段乘鸢听到帝企鹅爸爸的叫声,觉得有些奇怪,因为这声音比之前的听上去,多了几分不舍。
“啾啾。”她发出细微的叫声。
帝企鹅爸爸见崽崽钻出来,眼中满是温柔,他轻轻的用自己的喙蹭了蹭崽崽的脑袋,像是在告别。
也是,帝企鹅爸爸在南极的严东中苦苦坚持,就是为了小崽崽,当然会眷恋,当然会舍不得。
此刻,帝企鹅爸爸们已经自我排成长列,开始朝着远方走去,黑色的背影在寒风中愈发凌冽。
“啾啾。”
“嘎~”
父女二人都发出了叫声,段乘鸢明白帝企鹅爸爸这是要走了,她伸出自己的鳍翅,摸了摸帝企鹅爸爸的喙。
心中默念着:再见,爸爸。
动物尚且能爱护自己的孩子,那是不用说也能感受到的爱。
帝企鹅爸爸走了,他没有回头。
段乘鸢一直看着对方的背影,直到很多只帝企鹅爸爸交混在一起,她认不出来谁是自己的爸爸,帝企鹅爸爸们的背影渐渐消失在寒风中,她才收回了视线。
帝企鹅妈妈发出了叫声,她也很不舍自己的伴侣离开,但是对方已经很饿了,若是不走,就会饿死在这个极夜。
送别了帝企鹅爸爸,段乘鸢便又缩回了育儿袋中,她不喜欢活动,尤其是在这样寒冷的地方。
她在帝企鹅妈妈的育儿袋中美美的睡了一觉。
等到醒来的时候,耳边响起某只帝企鹅崽崽亢奋的叫声。
这是段乘鸢唯一能够交流的帝企鹅崽崽,那个壮大个,她打了个哈欠,钻出半个脑袋,抬头看去,果然,就是壮大个。
“啾啾啾!”
看到段乘鸢被自己唤醒,他显然很是高兴。
帝企鹅妈妈们对于自己的崽崽交朋友这件事情,不会觉得不好,她们很乐意看到这种情形。
再过上不久,等崽崽们再大些,他们就可以走出帝企鹅妈妈的育儿袋,开始学习走路,开始去交朋友。
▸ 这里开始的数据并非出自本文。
//! Template lookup inside the template directory.

use std::fs;
use std::path::{Component, Path, PathBuf};

use tracing::debug;

use crate::error::{TemplateError, TemplateResult};

/// Resolves logical template names to files under a template directory.
#[derive(Debug, Clone)]
pub struct TemplateLoader {
    templates_path: PathBuf,
}

impl TemplateLoader {
    /// Create a new template loader.
    pub fn new(templates_path: impl Into<PathBuf>) -> Self {
        Self {
            templates_path: templates_path.into(),
        }
    }

    pub fn templates_path(&self) -> &Path {
        &self.templates_path
    }

    /// Resolve a template name to an existing file.
    ///
    /// Names are relative paths below the template directory. Absolute
    /// paths and names with `..` segments never resolve.
    pub fn resolve(&self, name: &str) -> TemplateResult<PathBuf> {
        let relative = Path::new(name);
        let contained = !name.is_empty()
            && relative
                .components()
                .all(|c| matches!(c, Component::Normal(_) | Component::CurDir));

        if !contained {
            return Err(self.not_found(name));
        }

        let path = self.templates_path.join(relative);
        if !path.is_file() {
            return Err(self.not_found(name));
        }

        debug!("Resolved template {} to {:?}", name, path);
        Ok(path)
    }

    /// Read the source of a template by name.
    pub fn read(&self, name: &str) -> TemplateResult<String> {
        let path = self.resolve(name)?;
        Ok(fs::read_to_string(path)?)
    }

    fn not_found(&self, name: &str) -> TemplateError {
        TemplateError::NotFound {
            name: name.to_string(),
            dir: self.templates_path.clone(),
        }
    }
}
段乘鸢看着这个壮大个,想着这崽崽是帝企鹅中,唯一一个可以交流的,她忽然福临心至,问
——你有名字吗?
帝企鹅崽崽可是不会给自己取名的。
壮大个兴奋的拍拍自己的两只鳍翅,回答
——我有的,这里只有我有名字,我叫齐白!
他说着,还挺了挺小胸脯,看上去还很骄傲。
齐白。
这不就是她那个植物人老公的名字吗?
段乘鸢愣住,随即心底涌出一股激动,由是她不自觉的拍打着自己的双翅,双眼微微湿润。
——齐白?你真的叫齐白吗?那你知道我们会穿越?我们想要回去该怎么做?还有还有你爷爷的那个玉镯子是什么法宝吗?
段乘鸢说了一大段,激动完之后,迟迟没有回应,她的心渐渐冷了下来,看着齐白满脸迷茫的模样,心中出现了一抹不好的预感——不好,这小子该不会是失忆了吧?
齐白不明白对面这只小企鹅说的话是什么意思,他低头看了看自己圆滚滚的小肚腩,又看了看小企鹅,有点消化不了对方的问题。
可是,那是他第一次看到这只小企鹅激动的模样,要是回答不出对方的问题,她会很伤心吧。
齐白努力思考着小企鹅给出的一连串问题,结果发现他连一个问题都解不出来,最后惴惴不安的看了眼对方,小声地啾啾。
——我不懂。
段乘鸢:“……”
好家伙,还真是失忆了啊。
一口老血闷在喉咙里。
摔!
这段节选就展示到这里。